La tragédie des cuirassés allemands
Le destin si court et si tragique du Bismark constitue l’un des faits les plus marquants de la guerre navale 1939-1945. Il a déjà tenté la plume de plus d’un écrivain, mais aucun auteur allemand n’en avait encore parlé. Le capitaine de corvette Busch, qui était embarqué sur le Prinz Eugen, compagnon du Bismarck, comble cette lacune. Le commandant René Jouan, qui a fort bien traduit et présente le livre, l’a complété par toute la documentation officielle disponible dans les archives allemandes, si bien que le sujet peut être considéré désormais comme épuisé. On peut suivre maintenant, de bout en bout ce qui fut véritablement un drame aux rebondissements passionnés où le destin se prononça en permettant à une torpille anglaise de toucher le colosse en son seul endroit vulnérable, son gouvernail. Il y a aussi une grandeur sauvage dans ce tableau final du grand cuirassé désemparé, luttant jusqu’à son dernier obus dans une mer de tempête, lassant par sa résistance matérielle les canonniers britanniques, criblé de torpilles et devant cependant, pour s’engloutir, ouvrir lui-même ses prises d’eau !
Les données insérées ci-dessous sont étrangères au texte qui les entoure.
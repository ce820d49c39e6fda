//! Daily cache (C2): a per-namespace, date-keyed JSON cache with atomic
//! write and stale-fallback read.
//!
//! The only variation point in
//! `original_source/app/services/daily_cache.py`'s `DailyCache` abstract
//! base class is `fetch_fresh()`; per spec §9 Design Notes this is modelled
//! here as a fetcher closure passed to `get`, not as a trait object or a
//! subclass hook.

use chrono::NaiveDate;
use serde::{Deserialize, Serialize};
use serde_json::Value;
use std::future::Future;
use std::path::{Path, PathBuf};

#[derive(Debug, Serialize, Deserialize)]
struct CacheEntry {
    date: String,
    data: Value,
    fetched_at: i64,
}

pub struct DailyCache {
    namespace: String,
    cache_dir: PathBuf,
}

impl DailyCache {
    pub fn new(namespace: impl Into<String>, cache_dir: impl Into<PathBuf>) -> Self {
        DailyCache {
            namespace: namespace.into(),
            cache_dir: cache_dir.into(),
        }
    }

    fn cache_file(&self) -> PathBuf {
        self.cache_dir.join(format!("{}.json", self.namespace))
    }

    fn is_valid(&self, date: NaiveDate) -> bool {
        self.load_entry()
            .map(|entry| entry.date == date.format("%Y-%m-%d").to_string())
            .unwrap_or(false)
    }

    fn load_entry(&self) -> Option<CacheEntry> {
        let path = self.cache_file();
        let contents = std::fs::read_to_string(&path).ok()?;
        serde_json::from_str::<CacheEntry>(&contents).ok()
    }

    fn load(&self) -> Option<Value> {
        self.load_entry().map(|e| e.data)
    }

    fn save(&self, date: NaiveDate, data: &Value) -> std::io::Result<()> {
        let entry = CacheEntry {
            date: date.format("%Y-%m-%d").to_string(),
            data: data.clone(),
            fetched_at: chrono::Utc::now().timestamp_millis(),
        };
        let contents = serde_json::to_string(&entry)?;
        crate::atomic::write_atomic_str(&self.cache_file(), &contents)
    }

    /// Implements the five-step `get` algorithm from spec §4.2: valid
    /// on-disk entry wins unless `force_refresh`; a fresh fetch is saved and
    /// returned; a failed fetch falls back to whatever is on disk regardless
    /// of its age (the stale fallback); otherwise `None`.
    pub async fn get<F, Fut>(&self, date: NaiveDate, force_refresh: bool, fetch_fresh: F) -> Option<Value>
    where
        F: FnOnce() -> Fut,
        Fut: Future<Output = Option<Value>>,
    {
        if !force_refresh && self.is_valid(date) {
            if let Some(v) = self.load() {
                return Some(v);
            }
        }

        match fetch_fresh().await {
            Some(fresh) => {
                if let Err(e) = self.save(date, &fresh) {
                    tracing::warn!(namespace = %self.namespace, error = %e, "failed to persist daily cache entry");
                }
                Some(fresh)
            }
            None => {
                if let Some(stale) = self.load() {
                    tracing::warn!(namespace = %self.namespace, "fetch_fresh failed, serving stale cache");
                    Some(stale)
                } else {
                    None
                }
            }
        }
    }

    pub fn cache_dir(&self) -> &Path {
        &self.cache_dir
    }
}

#[cfg(test)]
mod tests {
    use super::*;
    use chrono::NaiveDate;

    fn today() -> NaiveDate {
        NaiveDate::from_ymd_opt(2026, 7, 28).unwrap()
    }

    #[tokio::test]
    async fn fresh_fetch_is_saved_and_returned() {
        let dir = tempfile::tempdir().unwrap();
        let cache = DailyCache::new("news", dir.path());
        let result = cache.get(today(), false, || async { Some(serde_json::json!({"a": 1})) }).await;
        assert_eq!(result, Some(serde_json::json!({"a": 1})));
        assert!(cache.is_valid(today()));
    }

    #[tokio::test]
    async fn second_call_same_day_reuses_cache_without_refetch() {
        let dir = tempfile::tempdir().unwrap();
        let cache = DailyCache::new("news", dir.path());
        cache.get(today(), false, || async { Some(serde_json::json!({"v": 1})) }).await;

        let mut calls = 0;
        let result = cache
            .get(today(), false, || {
                calls += 1;
                async { Some(serde_json::json!({"v": 2})) }
            })
            .await;
        assert_eq!(calls, 0);
        assert_eq!(result, Some(serde_json::json!({"v": 1})));
    }

    #[tokio::test]
    async fn stale_fallback_on_failed_refetch() {
        let dir = tempfile::tempdir().unwrap();
        let cache = DailyCache::new("news", dir.path());
        cache.get(today(), false, || async { Some(serde_json::json!({"v": 1})) }).await;

        let yesterday = NaiveDate::from_ymd_opt(2026, 7, 27).unwrap();
        let _ = yesterday; // the saved entry's date no longer matches "today" below
        let tomorrow = NaiveDate::from_ymd_opt(2026, 7, 29).unwrap();
        let result = cache.get(tomorrow, false, || async { None }).await;
        assert_eq!(result, Some(serde_json::json!({"v": 1})));
    }

    #[tokio::test]
    async fn no_cache_and_failed_fetch_yields_none() {
        let dir = tempfile::tempdir().unwrap();
        let cache = DailyCache::new("news", dir.path());
        let result = cache.get(today(), false, || async { None }).await;
        assert_eq!(result, None);
    }

    #[tokio::test]
    async fn force_refresh_bypasses_valid_cache() {
        let dir = tempfile::tempdir().unwrap();
        let cache = DailyCache::new("news", dir.path());
        cache.get(today(), false, || async { Some(serde_json::json!({"v": 1})) }).await;
        let result = cache.get(today(), true, || async { Some(serde_json::json!({"v": 2})) }).await;
        assert_eq!(result, Some(serde_json::json!({"v": 2})));
    }
}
Le Tirpitz frère du Bismarck, se conduisit moins glorieusement. Son existence ne fut, en fait, qu’une longue agonie. Il séjourna le plus souvent dans des fjords, derrière des filets, tandis que les Britanniques s’acharnaient sans répit contre lui, le faisant attaquer par d’héroïques sous-marins-mouches, par des appareils de porte-avions et par les gros bombardiers de la RAF. Il succomba, enfin, le 12 novembre 1944, aux environs de Trondhjem, sous les bombes de six tonnes spécialement construites pour lui porter le coup mortel. Là encore, le récit devient pathétique en nous rapportant l’odyssée de matelots emmurés vivants dans les compartiments du cuirassé chaviré.